The fishing boat docks. Heavily laden, fore and aft, with large shapes covered in nets and other fishing tackle, such as buoys and creels. When the sailors remove the camouflage, cardboard boxes containing smuggled tobacco are revealed. Mussel-raft blond. More people have arrived, mostly men, but also some women, moving between the darkness of the nearby pine groves and the light of the moon, which illuminates the ramp of the old harbour.
A Mercedes turns up and out gets Mariscal. All the carriers take up position, quickly forming a well-spaced human line.
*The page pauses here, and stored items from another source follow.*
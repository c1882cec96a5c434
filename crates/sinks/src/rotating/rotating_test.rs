//! Tests for the rotating log pair

use super::*;
use backlog_storage::{MemoryFileSystem, NativeFileSystem, SessionId, SessionOptions};
use tempfile::TempDir;

const MAIN: &str = "logs/main";
const FALLBACK: &str = "logs/fallback";

fn writer(fs: &MemoryFileSystem, limits: RotationLimits) -> RotatingWriter {
    RotatingWriter::new(Arc::new(fs.clone()), MAIN, FALLBACK, limits).unwrap()
}

fn lines(text: Option<String>) -> Vec<String> {
    text.map(|t| t.lines().map(str::to_string).collect())
        .unwrap_or_default()
}

// ============================================================================
// Construction
// ============================================================================

#[test]
fn test_zero_limits_rejected() {
    let fs: Arc<dyn FileSystem> = Arc::new(MemoryFileSystem::new());

    let err = RotatingWriter::new(Arc::clone(&fs), MAIN, FALLBACK, RotationLimits::lines(0));
    assert!(matches!(
        err,
        Err(WriterError::InvalidLimit { limit: "max_lines" })
    ));

    let err = RotatingWriter::new(fs, MAIN, FALLBACK, RotationLimits::lines(1).with_max_size(0));
    assert!(matches!(
        err,
        Err(WriterError::InvalidLimit { limit: "max_size" })
    ));
}

#[test]
fn test_main_created_lazily() {
    let fs = MemoryFileSystem::new();
    let w = writer(&fs, RotationLimits::lines(2));

    assert!(!fs.exists(Path::new(MAIN)));
    w.write_line("a").unwrap();
    assert_eq!(fs.contents(MAIN).as_deref(), Some("a\n"));
    assert!(!fs.exists(Path::new(FALLBACK)));
}

#[test]
fn test_for_session_names_files() {
    let fs = MemoryFileSystem::new();
    let session = SessionFiles::new(
        Arc::new(fs.clone()),
        "sessions",
        SessionId::new("abc", 100),
        SessionOptions::default(),
    )
    .unwrap();

    let w = RotatingWriter::for_session(&session, "log-0", "log-1", RotationLimits::default())
        .unwrap();
    w.write_line("x").unwrap();

    assert_eq!(w.main_path(), Path::new("sessions/log-0_abc_100"));
    assert_eq!(w.fallback_path(), Path::new("sessions/log-1_abc_100"));
    assert_eq!(fs.contents("sessions/log-0_abc_100").as_deref(), Some("x\n"));
}

// ============================================================================
// Rotation by line count
// ============================================================================

#[test]
fn test_capacity_one_keeps_last_two_lines() {
    let fs = MemoryFileSystem::new();
    let w = writer(&fs, RotationLimits::lines(1));

    for line in ["a", "b", "c"] {
        w.write_line(line).unwrap();
    }

    assert_eq!(fs.contents(MAIN).as_deref(), Some("c\n"));
    assert_eq!(fs.contents(FALLBACK).as_deref(), Some("b\n"));
    assert_eq!(w.metrics().snapshot().rotations, 2);
}

#[test]
fn test_newest_generation_in_main() {
    let fs = MemoryFileSystem::new();
    let w = writer(&fs, RotationLimits::lines(3));

    for i in 1..=7 {
        w.write_line(i.to_string()).unwrap();
    }

    assert_eq!(lines(fs.contents(FALLBACK)), vec!["4", "5", "6"]);
    assert_eq!(lines(fs.contents(MAIN)), vec!["7"]);
}

#[test]
fn test_pair_holds_suffix_of_writes() {
    const CAPACITY: u64 = 3;

    for n in 1..=12u64 {
        let fs = MemoryFileSystem::new();
        let w = writer(&fs, RotationLimits::lines(CAPACITY));
        let written: Vec<String> = (0..n).map(|i| format!("line-{i}")).collect();
        for line in &written {
            w.write_line(line.as_str()).unwrap();
        }

        let main = lines(fs.contents(MAIN));
        let fallback = lines(fs.contents(FALLBACK));
        let expected_main = ((n - 1) % CAPACITY + 1) as usize;
        let expected_fallback = if n > CAPACITY { CAPACITY as usize } else { 0 };
        assert_eq!(main.len(), expected_main, "main size after {n} writes");
        assert_eq!(fallback.len(), expected_fallback, "fallback size after {n} writes");

        let combined: Vec<String> = fallback.into_iter().chain(main).collect();
        assert_eq!(combined, written[written.len() - combined.len()..], "order after {n} writes");
    }
}

#[test]
fn test_unbounded_never_rotates() {
    let fs = MemoryFileSystem::new();
    let w = writer(&fs, RotationLimits::default());

    for i in 0..100 {
        w.write_line(i.to_string()).unwrap();
    }

    assert_eq!(lines(fs.contents(MAIN)).len(), 100);
    assert!(!fs.exists(Path::new(FALLBACK)));
}

#[test]
fn test_single_stream_on_main_after_rotation() {
    let fs = MemoryFileSystem::new();
    let w = writer(&fs, RotationLimits::lines(1));

    w.write_line("a").unwrap();
    w.write_line("b").unwrap();

    assert_eq!(fs.open_streams(MAIN), 1);
}

// ============================================================================
// Rotation by size
// ============================================================================

#[test]
fn test_rotates_before_reaching_max_size() {
    let fs = MemoryFileSystem::new();
    let w = writer(&fs, RotationLimits::default().with_max_size(10));

    for line in ["abcd", "efgh", "ijkl"] {
        w.write_line(line).unwrap();
    }

    assert_eq!(fs.contents(MAIN).as_deref(), Some("ijkl\n"));
    assert_eq!(fs.contents(FALLBACK).as_deref(), Some("efgh\n"));
}

#[test]
fn test_oversized_line_written_to_empty_main() {
    let fs = MemoryFileSystem::new();
    let w = writer(&fs, RotationLimits::default().with_max_size(4));

    w.write_line("toolong").unwrap();
    assert_eq!(fs.contents(MAIN).as_deref(), Some("toolong\n"));
    assert!(!fs.exists(Path::new(FALLBACK)));

    w.write_line("x").unwrap();
    assert_eq!(fs.contents(FALLBACK).as_deref(), Some("toolong\n"));
    assert_eq!(fs.contents(MAIN).as_deref(), Some("x\n"));
}

#[test]
fn test_line_and_size_limits_independent() {
    let fs = MemoryFileSystem::new();
    let w = writer(&fs, RotationLimits::lines(10).with_max_size(8));

    for line in ["aa", "bb", "cc"] {
        w.write_line(line).unwrap();
    }

    // 3 bytes per line: "aa\nbb\n" is 6 bytes, a third would reach 9
    assert_eq!(fs.contents(FALLBACK).as_deref(), Some("aa\nbb\n"));
    assert_eq!(fs.contents(MAIN).as_deref(), Some("cc\n"));
}

// ============================================================================
// Failure handling
// ============================================================================

#[test]
fn test_rename_failure_keeps_main() {
    let fs = MemoryFileSystem::new();
    let w = writer(&fs, RotationLimits::lines(1));

    w.write_line("a").unwrap();
    fs.faults().set_fail_rename(true);
    w.write_line("b").unwrap();

    assert_eq!(fs.contents(MAIN).as_deref(), Some("a\nb\n"));
    assert!(!fs.exists(Path::new(FALLBACK)));
    assert_eq!(w.pending(), 0);
    assert_eq!(w.metrics().snapshot().write_errors, 1);

    fs.faults().set_fail_rename(false);
    w.write_line("c").unwrap();

    assert_eq!(fs.contents(FALLBACK).as_deref(), Some("a\nb\n"));
    assert_eq!(fs.contents(MAIN).as_deref(), Some("c\n"));
}

#[test]
fn test_stream_creation_failure_queues_lines() {
    let fs = MemoryFileSystem::new();
    let w = writer(&fs, RotationLimits::default());

    fs.faults().set_fail_create_stream(true);
    w.write_line("a").unwrap();
    w.write_line("b").unwrap();

    assert_eq!(w.pending(), 2);
    assert!(!fs.exists(Path::new(MAIN)));

    fs.faults().set_fail_create_stream(false);
    w.write_line("c").unwrap();

    assert_eq!(w.pending(), 0);
    assert_eq!(fs.contents(MAIN).as_deref(), Some("a\nb\nc\n"));

    let metrics = w.metrics().snapshot();
    assert_eq!(metrics.batches_written, 1);
    assert_eq!(metrics.lines_written, 3);
}

#[test]
fn test_queued_batch_respects_capacity() {
    let fs = MemoryFileSystem::new();
    let w = writer(&fs, RotationLimits::lines(2));

    fs.faults().set_fail_create_stream(true);
    w.write_line("a").unwrap();
    w.write_line("b").unwrap();
    fs.faults().set_fail_create_stream(false);
    w.write_line("c").unwrap();

    assert_eq!(fs.contents(FALLBACK).as_deref(), Some("a\nb\n"));
    assert_eq!(fs.contents(MAIN).as_deref(), Some("c\n"));
    assert_eq!(w.metrics().snapshot().batches_written, 2);
}

#[test]
fn test_failed_reopen_after_rotation_retries() {
    let fs = MemoryFileSystem::new();
    let w = writer(&fs, RotationLimits::lines(1));

    w.write_line("a").unwrap();
    fs.faults().set_fail_create_stream(true);
    w.write_line("b").unwrap();

    assert_eq!(fs.contents(FALLBACK).as_deref(), Some("a\n"));
    assert!(!fs.exists(Path::new(MAIN)));
    assert_eq!(w.pending(), 1);

    fs.faults().set_fail_create_stream(false);
    w.flush().unwrap();

    assert_eq!(fs.contents(MAIN).as_deref(), Some("b\n"));
    assert_eq!(fs.contents(FALLBACK).as_deref(), Some("a\n"));
}

#[test]
fn test_write_failure_requeues_in_order() {
    let fs = MemoryFileSystem::new();
    let w = writer(&fs, RotationLimits::default());

    w.write_line("a").unwrap();
    fs.faults().set_fail_write(true);
    w.write_line("b").unwrap();
    w.write_line("c").unwrap();

    assert_eq!(w.pending(), 2);
    assert_eq!(fs.contents(MAIN).as_deref(), Some("a\n"));

    fs.faults().set_fail_write(false);
    w.write_line("d").unwrap();

    assert_eq!(w.pending(), 0);
    assert_eq!(fs.contents(MAIN).as_deref(), Some("a\nb\nc\nd\n"));
}

#[test]
fn test_flush_failure_requeues_batch() {
    let fs = MemoryFileSystem::buffered();
    let w = writer(&fs, RotationLimits::lines(2));

    w.write_line("a").unwrap();
    fs.faults().set_fail_flush(true);
    w.write_line("b").unwrap();
    w.write_line("c").unwrap();

    assert_eq!(w.pending(), 2);
    assert_eq!(fs.contents(MAIN).as_deref(), Some("a\n"));
    assert_eq!(w.metrics().snapshot().write_errors, 2);

    fs.faults().set_fail_flush(false);
    w.write_line("d").unwrap();

    assert_eq!(w.pending(), 0);
    assert_eq!(fs.contents(FALLBACK).as_deref(), Some("a\nb\n"));
    assert_eq!(fs.contents(MAIN).as_deref(), Some("c\nd\n"));
}

#[test]
fn test_flush_failure_aborts_rotation() {
    let fs = MemoryFileSystem::buffered();
    let w = writer(&fs, RotationLimits::lines(1));

    w.write_line("a").unwrap();
    fs.faults().set_fail_flush(true);
    w.write_line("b").unwrap();

    assert!(!fs.exists(Path::new(FALLBACK)));
    assert_eq!(fs.contents(MAIN).as_deref(), Some("a\n"));
    assert_eq!(fs.open_streams(MAIN), 1);
    assert_eq!(w.pending(), 1);
    assert_eq!(w.metrics().snapshot().rotations, 0);

    fs.faults().set_fail_flush(false);
    w.flush().unwrap();

    assert_eq!(fs.contents(FALLBACK).as_deref(), Some("a\n"));
    assert_eq!(fs.contents(MAIN).as_deref(), Some("b\n"));
}

// ============================================================================
// Disposal
// ============================================================================

#[test]
fn test_dispose_rejects_writes() {
    let fs = MemoryFileSystem::new();
    let w = writer(&fs, RotationLimits::default());

    w.write_line("a").unwrap();
    w.dispose();

    assert!(w.is_disposed());
    assert!(matches!(w.write_line("b"), Err(WriterError::Disposed)));
    assert!(matches!(w.flush(), Err(WriterError::Disposed)));
    assert_eq!(fs.open_streams(MAIN), 0);
    assert_eq!(fs.contents(MAIN).as_deref(), Some("a\n"));
}

#[test]
fn test_dispose_discards_queue() {
    let fs = MemoryFileSystem::new();
    let w = writer(&fs, RotationLimits::default());

    fs.faults().set_fail_create_stream(true);
    w.write_line("a").unwrap();
    w.dispose();
    w.dispose();

    assert_eq!(w.pending(), 0);
    assert!(!fs.exists(Path::new(MAIN)));
}

// ============================================================================
// Native filesystem
// ============================================================================

#[test]
fn test_rotation_on_native_filesystem() {
    let dir = TempDir::new().unwrap();
    let main = dir.path().join("main");
    let fallback = dir.path().join("fallback");
    let w = RotatingWriter::new(
        Arc::new(NativeFileSystem::default()),
        &main,
        &fallback,
        RotationLimits::lines(2),
    )
    .unwrap();

    for i in 1..=5 {
        w.write_line(i.to_string()).unwrap();
    }

    assert_eq!(std::fs::read_to_string(&fallback).unwrap(), "3\n4\n");
    assert_eq!(std::fs::read_to_string(&main).unwrap(), "5\n");
}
Mariscal follows their movements from the promontory. He has a good panoramic view, but he also knows that he is visible. Raised in the night. The mouth that talks.
‘Everything all right, Gamboa?’
‘Everything OK, boss.’
‘Carburo, get these people moving!’
‘Everybody listen. At full speed. In order and in silence. There’s no need to worry. The guards are still at the dance.’
One of the women taking part in the procession starts singing a ballad, ‘Did you dance, Carolina? Yes, I danced! Tell me who you danced with! I danced with the colonel!’ and Mariscal smiles. Orders quiet. Claps his hands in the air.
‘Now let’s get to work. It’s not true that God gives time for nothing.’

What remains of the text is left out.